Former NASA flight director Glynn Lunney, shown here in NASA's Mission Control Center during the Apollo 201 test flight in 1966, has died. File Photo courtesy of NASA
March 20 (UPI) -- Glynn S. Lunney, the engineer who played a key role in NASA's early efforts to launch astronauts into space and who led Mission Control through some of its most crucial missions, died after a long illness, the agency confirmed. He was 84.
NASA, which said Lunney died Friday, didn't offer details on his cause of death.
"Glynn was the right person for the right time in history," Mark Geyer, director of NASA's Johnson Space Center in Houston, said in a statement. "His unique leadership and remarkably quick intellect were critical to the success of some of the most iconic accomplishments in human spaceflight."
According to NASA, Lunney joined the agency in 1963, becoming its fourth flight director.
He led the Mercury, Gemini, Apollo, Skylab and Space Shuttle programs before retiring from the agency in 1985, then led human spaceflight activities in private industry with Rockwell International and, later, United Space Alliance until his retirement in 1995.
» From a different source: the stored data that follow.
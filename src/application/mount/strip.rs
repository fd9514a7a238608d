//! Textual code removal for cached exports served without code.

use std::borrow::Cow;

use once_cell::sync::Lazy;
use regex::Regex;

use super::locate::locate;

static CODE_BLOCK: Lazy<Regex> = Lazy::new(|| {
    Regex::new(r"(?s)(<marimo-code[^>]*>)(.*?)(</marimo-code>)").expect("valid code block pattern")
});
static SHOW_APP_CODE: Lazy<Regex> = Lazy::new(|| {
    Regex::new(r#"("showAppCode"\s*:\s*)(true|false)"#).expect("valid showAppCode pattern")
});
static CODE_FIELD: Lazy<Regex> = Lazy::new(|| {
    Regex::new(r#"("code"\s*:\s*)"(?:\\.|[^"\\])*""#).expect("valid code field pattern")
});

/// Empty the `<marimo-code>` block, force `showAppCode` off and blank every
/// `code` string inside the mount config, without decoding it.
pub fn strip_code(html: &str) -> Cow<'_, str> {
    let html = CODE_BLOCK.replacen(html, 1, "${1}${3}");

    let Some(span) = locate(&html) else {
        return html;
    };

    let config = &html[span.clone()];
    let config = SHOW_APP_CODE.replacen(config, 1, "${1}false");
    let config = CODE_FIELD.replace_all(&config, r#"${1}"""#);

    let mut output = String::with_capacity(html.len());
    output.push_str(&html[..span.start]);
    output.push_str(&config);
    output.push_str(&html[span.end..]);
    Cow::Owned(output)
}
Lunney received the Presidential Medal Freedom as part of the Apollo 13 Mission Operations Team in recognition of actions that made it possible to save three Apollo 13 astronauts aboard a spacecraft that became disabled on the way to the moon on a 1970 mission.
Under Lunney's guidance, the team worked with the astronauts to shut down the command module systems so that the lunar module could be used as a lifeboat for the crew during the journey home to Earth keeping the crew alive and safe while NASA's teams developed longer-term plans for successful re-entry and splashdown.
"I felt that the Black Team shift immediately after the explosion and for the next 14 hours was the best piece of operations work I ever did or could hope to do," he said later. "It posed a continuous demand for the best decisions often without hard data and mostly on the basis of judgment, in the face of the most severe in-flight emergency faced thus far in manned space flight. There might have been a 'better' solution, but it still is not apparent what it would be. Perhaps, we could have been a little quicker at times but we were consciously deliberate."
He also played a key role in the planning and negotiations that led to the Apollo-Soyuz Test Project, culminating in the docking of an American Apollo and a Russian Soyuz spacecraft in 1975 and paving the way for cooperative efforts on the International Space Station.